Rogers pointed out that the report refers to the MacIntyre study and to a study by Mark Loeb and colleagues, which found little or no difference in the clinical effectiveness of N-95s and surgical masks. That study was published in the Journal of the American Medical Association in October, several weeks after the IOM report was released.
As noted by Rogers, the IOM report states, "Without having the full details of the studies the committee could not draw conclusions from either study. Clinical effectiveness data are thus quite limited and conflicting at this time." Given the limited and conflicting clinical evidence, the committee based its recommendations on the experimental evidence of airborne transmission of flu viruses and the fit characteristics of N-95s compared with medical masks, the report adds.
Rogers commented, "I find that our recommendations are solidly based on the scientific evidence, particularly that related to filtration and fit. This was entirely exclusive of the Loeb and MacIntrye abstracts as is stated in the Letter Report, as the science for these studies was simply not available for the committee to review and debate."
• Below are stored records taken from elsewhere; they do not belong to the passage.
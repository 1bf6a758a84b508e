//! Domain types for ipscope.
//!
//! - [`LookupKey`]: cache key derived from the requested address
//! - [`Provider`]: which upstream geolocation provider serves a request
//! - [`ResultRecord`]: normalized provider output

mod key;
mod provider;
mod record;

pub use key::*;
pub use provider::*;
pub use record::*;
MacIntyre said her team is currently working to get their study published in a journal.
Sep 17 CIDRAP News story "Study on respirators versus masks hailed as landmark"
Oct 14 CIDRAP News story "CDC keeps N-95 recommendation in H1N1 health worker guidance"
Sep 3 CIDRAP News story "IOM affirms CDC guidance on N95 use in H1N1 setting"
Oct 2 CIDRAP News story "Study suggests masks rival respirators for flu protection"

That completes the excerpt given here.